Райнер повез меня домой. Он работал в каком — то агентстве, то ли рекламном, то ли музыкальном, то ли туристическом, и денег у него явно хватало, если уж он их выбросил на ненужно дорогую машину. Вид у него был такой, словно он целые дни занимается спортом или по меньшей мере бегает трусцой.

Я поинтересовалась, помнит ли он, как мы выкрали Парцифаля.

И он ответил, что после бегства в багажнике похищение Парцифаля — лучшее приключение его жизни, жаль только — не помогло.

Не думаю, что я рассказала Райнеру про смерть доктора Ганса-Курта Вайера.

— А сейчас ты способна украсть собаку? — спросил он.

— Теперь уже — да.

В пивнушке на площади Кольвиц, где, кроме нас, я не заметила ни одного человека старше тридцати, мы выпили еще по бокалу вина. Я вспомнила Франца: с ним я не чувствовала себя старой еще и потому, что мы всегда встречались только наедине, в моей квартире. Я все время думала про Франца. Сидя с Райнером в пивнушке, я вспоминала кожу Франца, особенное ее тепло и что-то еще неописуемое, повергавшее меня — стоит дотронуться — в состояние немого блаженства. Моя новорожденная дочь прекращала кричать, как только ее опускали в воду той же температуры, что человеческое тело, и с молчаливым неземным удовлетворением смотрели на мир ее пока полуслепые глаза. Должно быть, вспоминала о надежности пребывания в материнских околоплодных водах. А о чем могли напомнить мне объятия Франца? Не знаю, разве только о рае.

Был час ночи, а в Карлайле или Брэмптоне, где Франц лежал сейчас рядом с женой в постели, — два часа. Франц раздет, рукой обнимает спящую жену. Двумя-тремя часами раньше он, верно, обнимал ее обеими руками, целовал ее глаза, рот, крошечную грудь, а потом — возможно, тут мелькнула и мысль обо мне — коленками стал раздвигать ее ноги.

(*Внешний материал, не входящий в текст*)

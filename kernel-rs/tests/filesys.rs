//! File system scenarios: create/read-back, deferred delete, directory
//! trees, extension across the indirect boundary, and the consistency
//! check against hand-made corruption.

mod common;

use kernel::{
    error::KernelError,
    fs::FileHeader,
    param::{FREE_MAP_SECTOR, NUM_DIRECT, NUM_SECTORS, SECTOR_SIZE},
};

use rand::{Rng, SeedableRng};

/// Sectors used by a freshly formatted disk: two headers plus one data
/// sector each for the bitmap and the root directory.
const FORMAT_SECTORS: usize = 4;

#[test]
fn format_leaves_a_consistent_disk() {
    let kernel = common::boot();
    kernel.run(|ctx| {
        let free_map = ctx.kernel().fs().free_map(ctx).unwrap();
        assert_eq!(free_map.count_set(), FORMAT_SECTORS);
        assert!(ctx.kernel().fs().check(ctx));
    });
}

#[test]
fn create_write_read_back() {
    let kernel = common::boot();
    kernel.run(|ctx| {
        let fs = ctx.kernel().fs();
        fs.create(ctx, "/a", 0).unwrap();

        let file = fs.open(ctx, "/a").unwrap();
        assert_eq!(file.write(ctx, b"hello"), 5);
        fs.close(ctx, &file);

        let file = fs.open(ctx, "/a").unwrap();
        assert_eq!(file.length(ctx), 5);
        let mut buf = [0u8; 5];
        assert_eq!(file.read(ctx, &mut buf), 5);
        assert_eq!(&buf, b"hello");
        fs.close(ctx, &file);

        assert!(fs.check(ctx));
    });
}

#[test]
fn removing_an_open_file_is_deferred() {
    let kernel = common::boot();
    kernel.run(|ctx| {
        let fs = ctx.kernel().fs();
        let baseline = fs.free_map(ctx).unwrap().count_clear();

        fs.create(ctx, "/b", 0).unwrap();
        let h1 = fs.open(ctx, "/b").unwrap();
        h1.write(ctx, b"doomed");

        // The remove itself succeeds, but the data lives on for h1.
        fs.remove(ctx, "/b").unwrap();
        assert_eq!(fs.open(ctx, "/b").err(), Some(KernelError::Busy));

        // Last close reclaims everything.
        fs.close(ctx, &h1);
        assert_eq!(fs.free_map(ctx).unwrap().count_clear(), baseline);
        assert!(fs.check(ctx));

        // The name is free again.
        fs.create(ctx, "/b", 0).unwrap();
        assert!(fs.open(ctx, "/b").is_ok());
    });
}

#[test]
fn directory_tree_create_and_remove() {
    let kernel = common::boot();
    kernel.run(|ctx| {
        let fs = ctx.kernel().fs();
        let baseline = fs.free_map(ctx).unwrap().count_clear();

        fs.make_dir(ctx, "/d").unwrap();
        fs.create(ctx, "/d/x", 0).unwrap();
        fs.create(ctx, "/d/y", 0).unwrap();

        let x = fs.open(ctx, "/d/x").unwrap();
        x.write(ctx, b"payload");
        fs.close(ctx, &x);

        // A name can repeat across directories but not within one.
        assert_eq!(
            fs.create(ctx, "/d/x", 0).err(),
            Some(KernelError::AlreadyExists)
        );
        fs.create(ctx, "/x", 0).unwrap();
        fs.remove(ctx, "/x").unwrap();

        fs.remove_dir(ctx, "/d").unwrap();
        assert_eq!(fs.open(ctx, "/d/x").err(), Some(KernelError::NotFound));
        assert_eq!(fs.free_map(ctx).unwrap().count_clear(), baseline);
        assert!(fs.check(ctx));
    });
}

#[test]
fn root_cannot_be_removed() {
    let kernel = common::boot();
    kernel.run(|ctx| {
        assert_eq!(
            ctx.kernel().fs().remove_dir(ctx, "/").err(),
            Some(KernelError::BadPath)
        );
    });
}

#[test]
fn extension_across_the_indirect_boundary() {
    let kernel = common::boot();
    kernel.run(|ctx| {
        let fs = ctx.kernel().fs();
        let before_create = fs.free_map(ctx).unwrap().count_clear();

        // Exactly the direct table's worth of data.
        let direct_bytes = (NUM_DIRECT * SECTOR_SIZE) as u32;
        fs.create(ctx, "/big", direct_bytes).unwrap();
        let after_create = fs.free_map(ctx).unwrap().count_clear();
        assert_eq!(before_create - after_create, 1 + NUM_DIRECT);

        let file = fs.open(ctx, "/big").unwrap();
        assert_eq!(file.length(ctx), direct_bytes);

        // Growing by 33 sectors forces one level-1 block and two level-2
        // blocks on top of the 33 data sectors.
        let extra = (33 * SECTOR_SIZE) as u32;
        fs.expand(ctx, file.sector(), extra).unwrap();
        let after_extend = fs.free_map(ctx).unwrap().count_clear();
        assert_eq!(after_create - after_extend, 33 + 1 + 2);
        assert_eq!(file.length(ctx), direct_bytes + extra);

        // A round trip through the second level-2 block is lossless.
        let offset = ((NUM_DIRECT + 32) * SECTOR_SIZE) as u32;
        let payload = [0xabu8; SECTOR_SIZE];
        assert_eq!(file.write_at(ctx, &payload, offset), SECTOR_SIZE);
        let mut read_back = [0u8; SECTOR_SIZE];
        assert_eq!(file.read_at(ctx, &mut read_back, offset), SECTOR_SIZE);
        assert_eq!(read_back[..], payload[..]);

        // Every reachable byte maps to a sector marked allocated.
        let header = FileHeader::fetch_from(ctx, file.sector());
        let free_map = fs.free_map(ctx).unwrap();
        for offset in (0..file.length(ctx)).step_by(SECTOR_SIZE) {
            let sector = header.byte_to_sector(ctx, offset).expect("mapped byte");
            assert!(free_map.test(sector));
        }

        fs.close(ctx, &file);
        assert!(fs.check(ctx));
    });
}

#[test]
fn create_remove_cycles_restore_the_bitmap() {
    let kernel = common::boot();
    kernel.run(|ctx| {
        let fs = ctx.kernel().fs();
        let baseline = fs.free_map(ctx).unwrap().count_clear();

        for round in 0..3 {
            fs.make_dir(ctx, "/dir").unwrap();
            for (i, size) in [0u32, 100, 5000, 20_000].iter().enumerate() {
                let path = format!("/dir/f{}", i);
                fs.create(ctx, &path, *size).unwrap();
            }
            fs.create(ctx, "/top", 777).unwrap();
            fs.remove(ctx, "/top").unwrap();
            fs.remove_dir(ctx, "/dir").unwrap();

            assert_eq!(
                fs.free_map(ctx).unwrap().count_clear(),
                baseline,
                "leak after round {}",
                round
            );
            assert!(fs.check(ctx));
        }
    });
}

#[test]
fn random_payload_round_trips() {
    let kernel = common::boot();
    kernel.run(|ctx| {
        let fs = ctx.kernel().fs();
        let mut rng = rand::rngs::StdRng::seed_from_u64(0x5eed);

        fs.create(ctx, "/blob", 0).unwrap();
        let file = fs.open(ctx, "/blob").unwrap();

        let mut payload = vec![0u8; 3000];
        rng.fill(payload.as_mut_slice());
        assert_eq!(file.write_at(ctx, &payload, 0), payload.len());

        let mut read_back = vec![0u8; payload.len()];
        assert_eq!(file.read_at(ctx, &mut read_back, 0), payload.len());
        assert_eq!(read_back, payload);

        // Unaligned overwrites land exactly where asked. Bounds keep every
        // write inside the existing payload, so the model never grows.
        for _ in 0..16 {
            let at = rng.gen_range(0..2500usize);
            let len = rng.gen_range(1..300usize);
            let mut chunk = vec![0u8; len];
            rng.fill(chunk.as_mut_slice());
            assert_eq!(file.write_at(ctx, &chunk, at as u32), len);
            payload[at..at + len].copy_from_slice(&chunk);

            let mut whole = vec![0u8; payload.len()];
            assert_eq!(file.read_at(ctx, &mut whole, 0), payload.len());
            assert_eq!(whole, payload);
        }

        fs.close(ctx, &file);
        assert!(fs.check(ctx));
    });
}

#[test]
fn fsck_spots_a_stray_bitmap_bit() {
    let kernel = common::boot();
    kernel.run(|ctx| {
        let fs = ctx.kernel().fs();
        assert!(fs.check(ctx));

        // Mark an unreachable sector straight in the bitmap's data sector.
        let header = FileHeader::fetch_from(ctx, FREE_MAP_SECTOR);
        let data_sector = header.byte_to_sector(ctx, 0).unwrap();
        let mut raw = [0u8; SECTOR_SIZE];
        ctx.kernel().disk().read_sector(ctx, data_sector, &mut raw);
        raw[(NUM_SECTORS / 8) - 1] |= 0x80;
        ctx.kernel().disk().write_sector(ctx, data_sector, &raw);

        assert!(!fs.check(ctx));
    });
}

#[test]
fn failed_allocation_leaves_disk_untouched() {
    let kernel = common::boot();
    kernel.run(|ctx| {
        let fs = ctx.kernel().fs();
        let baseline = fs.free_map(ctx).unwrap().count_clear();

        // Far more than the disk holds.
        let huge = (NUM_SECTORS * SECTOR_SIZE) as u32;
        assert_eq!(fs.create(ctx, "/huge", huge).err(), Some(KernelError::NoSpace));
        assert_eq!(fs.open(ctx, "/huge").err(), Some(KernelError::NotFound));
        assert_eq!(fs.free_map(ctx).unwrap().count_clear(), baseline);
        assert!(fs.check(ctx));
    });
}

#[test]
fn name_collisions_and_missing_files() {
    let kernel = common::boot();
    kernel.run(|ctx| {
        let fs = ctx.kernel().fs();
        fs.create(ctx, "/dup", 0).unwrap();
        assert_eq!(fs.create(ctx, "/dup", 0).err(), Some(KernelError::AlreadyExists));
        assert_eq!(fs.make_dir(ctx, "/dup").err(), Some(KernelError::AlreadyExists));
        assert_eq!(fs.open(ctx, "/nope").err(), Some(KernelError::NotFound));
        assert_eq!(fs.remove(ctx, "/nope").err(), Some(KernelError::NotFound));
        assert_eq!(
            fs.create(ctx, "/nodir/x", 0).err(),
            Some(KernelError::NotFound)
        );
        assert_eq!(
            fs.create(ctx, "/waytoolongname", 0).err(),
            Some(KernelError::BadPath)
        );
    });
}

#[test]
fn files_wider_than_the_sector_cache_survive() {
    let kernel = common::boot();
    kernel.run(|ctx| {
        let fs = ctx.kernel().fs();
        fs.create(ctx, "/wide", 0).unwrap();
        let file = fs.open(ctx, "/wide").unwrap();

        // 100 data sectors: well past the cache's 64 entries, so the write
        // forces evictions and the read-back proves the write-backs landed.
        let payload: Vec<u8> = (0..100 * SECTOR_SIZE).map(|i| (i % 241) as u8).collect();
        assert_eq!(file.write_at(ctx, &payload, 0), payload.len());
        let mut read_back = vec![0u8; payload.len()];
        assert_eq!(file.read_at(ctx, &mut read_back, 0), payload.len());
        assert_eq!(read_back, payload);

        fs.close(ctx, &file);
        assert!(fs.check(ctx));
    });
}

#[test]
fn seek_positions_are_per_handle() {
    let kernel = common::boot();
    kernel.run(|ctx| {
        let fs = ctx.kernel().fs();
        fs.create(ctx, "/seek", 0).unwrap();
        let writer = fs.open(ctx, "/seek").unwrap();
        writer.write(ctx, b"0123456789");

        let reader = fs.open(ctx, "/seek").unwrap();
        let mut buf = [0u8; 4];
        assert_eq!(reader.read(ctx, &mut buf), 4);
        assert_eq!(&buf, b"0123");
        assert_eq!(reader.read(ctx, &mut buf), 4);
        assert_eq!(&buf, b"4567");
        reader.seek(1);
        assert_eq!(reader.read(ctx, &mut buf), 4);
        assert_eq!(&buf, b"1234");

        fs.close(ctx, &writer);
        fs.close(ctx, &reader);
    });
}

Я спросила Райнера, не хочет ли он зайти ко мне. Вообще-то я чувствовала себя староватой для того, чтобы так запросто отправиться в постель с едва знакомым мужчиной, — по крайней мере, я, кажется, опасалась показаться ему староватой. Но все-таки мы с Райнером когда-то в молодости вместе выкрали собаку, а еще — и это оказалось решающим — в этот вечер нас объединила безоглядность искателей счастья. Я выговорила Райнеру право покинуть Анке, и он уж знал — почему. Но почувствовать я ничего не смогла, кроме того, что Райнер — не Франц, и радость от объятий состояла для меня именно и только в том, что я его обнимаю, и пока Франц лежит голый рядом с женой, я сама лежу голая под мужчиной и наконец делаю то, что Франц делает со мной каждый день. И я воображала, как расскажу об этом вечере Францу.

* * *

После звонка из Ньюкасла Франц не появлялся. Я почти не выходила из квартиры. То ли отпуск взяла, то ли бюллетень, сидела часами у телефона и ждала.

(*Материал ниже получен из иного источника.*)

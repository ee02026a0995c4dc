//! File system calls.
//!
//! Handles 0 and 1 name console input and output; everything else comes
//! from the per-thread open-file table. Failures come back as -1, never as
//! a kernel panic — guest programs get to pass garbage.

use crate::{
    param::{CONSOLE_INPUT, CONSOLE_OUTPUT, PATH_MAX_LEN},
    proc::KernelCtx,
    syscall::transfer,
};

pub(super) fn sys_create(ctx: &KernelCtx<'_>, path_addr: u32) -> i32 {
    let path = match transfer::read_string_from_guest(ctx, path_addr, PATH_MAX_LEN) {
        Ok(path) => path,
        Err(_) => return 0,
    };
    log::debug!("syscall Create({:?})", path);
    match ctx.kernel().fs().create(ctx, &path, 0) {
        Ok(()) => 1,
        Err(err) => {
            log::debug!("Create({:?}) failed: {}", path, err);
            0
        }
    }
}

pub(super) fn sys_remove(ctx: &KernelCtx<'_>, path_addr: u32) -> i32 {
    let path = match transfer::read_string_from_guest(ctx, path_addr, PATH_MAX_LEN) {
        Ok(path) => path,
        Err(_) => return 0,
    };
    log::debug!("syscall Remove({:?})", path);
    match ctx.kernel().fs().remove(ctx, &path) {
        Ok(()) => 1,
        Err(err) => {
            log::debug!("Remove({:?}) failed: {}", path, err);
            0
        }
    }
}

pub(super) fn sys_open(ctx: &KernelCtx<'_>, path_addr: u32) -> i32 {
    let path = match transfer::read_string_from_guest(ctx, path_addr, PATH_MAX_LEN) {
        Ok(path) => path,
        Err(_) => return -1,
    };
    log::debug!("syscall Open({:?})", path);
    let file = match ctx.kernel().fs().open(ctx, &path) {
        Ok(file) => file,
        Err(err) => {
            log::debug!("Open({:?}) failed: {}", path, err);
            return -1;
        }
    };
    match ctx.thread().add_file(file.clone()) {
        Ok(id) => id,
        Err(_) => {
            // Out of handle slots; give the open back.
            ctx.kernel().fs().close(ctx, &file);
            -1
        }
    }
}

pub(super) fn sys_close(ctx: &KernelCtx<'_>, id: i32) -> i32 {
    log::debug!("syscall Close({})", id);
    // Closing a handle that is not open is a no-op.
    if let Some(file) = ctx.thread().remove_file(id) {
        ctx.kernel().fs().close(ctx, &file);
    }
    0
}

pub(super) fn sys_read(ctx: &KernelCtx<'_>, buf_addr: u32, size: u32, id: i32) -> i32 {
    if size == 0 {
        return 0;
    }
    match id {
        CONSOLE_INPUT => {
            let data = ctx.kernel().console().get_string(ctx, size as usize);
            match transfer::write_buffer_to_guest(ctx, buf_addr, &data) {
                Ok(()) => data.len() as i32,
                Err(_) => -1,
            }
        }
        CONSOLE_OUTPUT => -1,
        _ => match ctx.thread().get_file(id) {
            Some(file) => {
                let mut data = vec![0u8; size as usize];
                let read = file.read(ctx, &mut data);
                match transfer::write_buffer_to_guest(ctx, buf_addr, &data[..read]) {
                    Ok(()) => read as i32,
                    Err(_) => -1,
                }
            }
            None => -1,
        },
    }
}

pub(super) fn sys_write(ctx: &KernelCtx<'_>, buf_addr: u32, size: u32, id: i32) -> i32 {
    if size == 0 {
        return 0;
    }
    match id {
        CONSOLE_OUTPUT => {
            let data = match transfer::read_buffer_from_guest(ctx, buf_addr, size as usize) {
                Ok(data) => data,
                Err(_) => return -1,
            };
            ctx.kernel().console().put_string(ctx, &data) as i32
        }
        CONSOLE_INPUT => -1,
        _ => match ctx.thread().get_file(id) {
            Some(file) => {
                let data = match transfer::read_buffer_from_guest(ctx, buf_addr, size as usize) {
                    Ok(data) => data,
                    Err(_) => return -1,
                };
                file.write(ctx, &data) as i32
            }
            None => -1,
        },
    }
}
//! Named spin locks.
//!
//! The kernel runs its threads one at a time, so these locks are never
//! contended for long; they exist to make shared mutation sound and to keep
//! the critical sections visible in the source. Blocking coordination uses
//! the primitives in the rest of this module, never a spin lock.

pub type SpinlockGuard<'s, T> = spin::MutexGuard<'s, T>;

pub struct Spinlock<T> {
    /// Name of lock, for debugging.
    name: &'static str,
    inner: spin::Mutex<T>,
}

impl<T> Spinlock<T> {
    pub const fn new(name: &'static str, data: T) -> Self {
        Self {
            name,
            inner: spin::Mutex::new(data),
        }
    }

    pub fn lock(&self) -> SpinlockGuard<'_, T> {
        self.inner.lock()
    }

    pub fn name(&self) -> &'static str {
        self.name
    }

    /// Mutable access without locking. Requires exclusive ownership, so it
    /// cannot race.
    pub fn get_mut(&mut self) -> &mut T {
        self.inner.get_mut()
    }
}
use std::sync::Arc;

use crate::{
    proc::{KernelCtx, Thread},
    synch::{Semaphore, Spinlock},
};

/// Mutual exclusion with an owner and priority donation: when a thread
/// blocks on a lock held by a lower-priority owner, the owner borrows the
/// waiter's priority until it releases.
pub struct Lock {
    name: &'static str,
    semaphore: Semaphore,
    owner: Spinlock<Option<Arc<Thread>>>,
}

impl Lock {
    pub fn new(name: &'static str) -> Self {
        Self {
            name,
            semaphore: Semaphore::new(name, 1),
            owner: Spinlock::new("lock owner", None),
        }
    }

    pub fn name(&self) -> &'static str {
        self.name
    }

    pub fn acquire(&self, ctx: &KernelCtx<'_>) {
        assert!(
            !self.held_by_current(ctx),
            "lock {}: acquired twice by {}",
            self.name,
            ctx.thread().name()
        );
        {
            let owner = self.owner.lock();
            if let Some(owner) = owner.as_ref() {
                let priority = ctx.thread().priority();
                if owner.priority() < priority {
                    log::debug!(
                        "lock {}: {} donates priority {} to {}",
                        self.name,
                        ctx.thread().name(),
                        priority,
                        owner.name()
                    );
                    owner.set_priority(priority);
                }
            }
        }
        self.semaphore.p(ctx);
        *self.owner.lock() = Some(Arc::clone(ctx.thread()));
        log::trace!("lock {}: acquired by {}", self.name, ctx.thread().name());
    }

    pub fn release(&self, ctx: &KernelCtx<'_>) {
        assert!(
            self.held_by_current(ctx),
            "lock {}: released by {} who does not hold it",
            self.name,
            ctx.thread().name()
        );
        log::trace!("lock {}: released by {}", self.name, ctx.thread().name());
        ctx.thread().restore_priority();
        *self.owner.lock() = None;
        self.semaphore.v(ctx);
    }

    pub fn held_by_current(&self, ctx: &KernelCtx<'_>) -> bool {
        match self.owner.lock().as_ref() {
            Some(owner) => Arc::ptr_eq(owner, ctx.thread()),
            None => false,
        }
    }
}
//! HTTP Server
//!
//! Configuration, router construction and the serve loop for the registry API.

use anyhow::{Context, Result};
use axum::{
    Extension, Router,
    routing::{get, post},
};
use std::net::SocketAddr;
use std::sync::Arc;
use tracing::Level;

use crate::membership::handlers::{
    handle_cancel, handle_get_member, handle_list_active, handle_not_found, handle_register,
    handle_update_start_date,
};
use crate::membership::protocol::{
    ENDPOINT_MEMBER, ENDPOINT_MEMBERS, ENDPOINT_MEMBERS_SLASH, ENDPOINT_REGISTER,
};
use crate::membership::registry::MembershipRegistry;

pub const DEFAULT_HOST: &str = "0.0.0.0";
pub const DEFAULT_PORT: u16 = 3000;

/// Configuration for the registry HTTP server.
#[derive(Debug, Clone, PartialEq)]
pub struct ServerConfig {
    pub host: String,
    pub port: u16,
    pub log_level: Level,
}

impl Default for ServerConfig {
    fn default() -> Self {
        Self {
            host: DEFAULT_HOST.to_string(),
            port: DEFAULT_PORT,
            log_level: Level::INFO,
        }
    }
}

impl ServerConfig {
    /// Reads `HOST`, `PORT` and `LOG_LEVEL` from the process environment.
    pub fn from_env() -> Result<Self> {
        Self::from_lookup(|key| std::env::var(key).ok())
    }

    pub fn from_lookup<F>(lookup: F) -> Result<Self>
    where
        F: Fn(&str) -> Option<String>,
    {
        let mut config = Self::default();

        if let Some(host) = lookup("HOST") {
            config.host = host;
        }
        if let Some(port) = lookup("PORT") {
            config.port = parse_port(&port)?;
        }
        if let Some(level) = lookup("LOG_LEVEL") {
            config.log_level = parse_level(&level)?;
        }

        Ok(config)
    }

    /// Applies `--host`, `--port` and `--log-level` overrides. Unknown
    /// arguments are skipped.
    pub fn apply_args(mut self, args: &[String]) -> Result<Self> {
        let mut i = 0;
        while i < args.len() {
            match args[i].as_str() {
                "--host" => {
                    self.host = flag_value(args, i)?.to_string();
                    i += 2;
                }
                "--port" => {
                    self.port = parse_port(flag_value(args, i)?)?;
                    i += 2;
                }
                "--log-level" => {
                    self.log_level = parse_level(flag_value(args, i)?)?;
                    i += 2;
                }
                _ => {
                    i += 1;
                }
            }
        }

        Ok(self)
    }

    pub fn bind_addr(&self) -> Result<SocketAddr> {
        format!("{}:{}", self.host, self.port)
            .parse()
            .with_context(|| format!("Invalid bind address {}:{}", self.host, self.port))
    }
}

fn flag_value<'a>(args: &'a [String], i: usize) -> Result<&'a str> {
    args.get(i + 1)
        .map(String::as_str)
        .with_context(|| format!("Missing value for {}", args[i]))
}

fn parse_port(raw: &str) -> Result<u16> {
    raw.trim()
        .parse()
        .with_context(|| format!("Invalid port: {raw}"))
}

fn parse_level(raw: &str) -> Result<Level> {
    raw.trim()
        .parse()
        .with_context(|| format!("Invalid log level: {raw}"))
}

/// Build the Axum router with every registry route.
pub fn build_router(registry: Arc<MembershipRegistry>) -> Router {
    Router::new()
        .route(ENDPOINT_REGISTER, post(handle_register))
        .route(ENDPOINT_MEMBERS, get(handle_list_active))
        .route(ENDPOINT_MEMBERS_SLASH, get(handle_list_active))
        .route(
            ENDPOINT_MEMBER,
            get(handle_get_member)
                .put(handle_update_start_date)
                .delete(handle_cancel),
        )
        .fallback(handle_not_found)
        .layer(Extension(registry))
}

/// Bind the configured address and serve until Ctrl+C.
pub async fn run(config: ServerConfig, registry: Arc<MembershipRegistry>) -> Result<()> {
    let addr = config.bind_addr()?;
    let listener = tokio::net::TcpListener::bind(addr)
        .await
        .with_context(|| format!("Failed to bind {addr}"))?;

    tracing::info!(
        "Gym Membership Management System is running on {}",
        listener.local_addr()?
    );

    axum::serve(listener, build_router(registry))
        .with_graceful_shutdown(shutdown_signal())
        .await?;

    tracing::info!("Server stopped");
    Ok(())
}

async fn shutdown_signal() {
    match tokio::signal::ctrl_c().await {
        Ok(()) => tracing::info!("Shutting down..."),
        Err(e) => tracing::error!("Failed to listen for Ctrl+C: {}", e),
    }
}
//! Membership Registry Module
//!
//! Stores gym membership records in memory and exposes them over a small REST API.
//!
//! ## Core Concepts
//! - **Identity**: A membership is identified by its email, compared case-sensitively.
//! - **Uniqueness**: An email can be registered once. Cancelled records still count.
//! - **Soft cancellation**: Cancelling flips `isActive` to `false`; records are never deleted.
//!
//! ## Submodules
//! - **`registry`**: The concurrent store and the five registry operations.
//! - **`handlers`**: Axum request handlers and the HTTP error mapping.
//! - **`protocol`**: Endpoint paths, messages and request/response bodies.
//! - **`types`**: The `Member` record and `MembershipError`.

pub mod handlers;
pub mod protocol;
pub mod registry;
pub mod types;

Чем дольше ждала, чем чаще себе представляла, как Франц, просчитывая каждый шаг, подобно спортсмену, когда тот, разбегаясь перед прыжком в высоту, старается не пропустить точку отталкивания, войдет в мою квартиру, — тем меньше я верила в возможность его возвращения, хотя ничего, совсем ничего другого не делала — только ждала.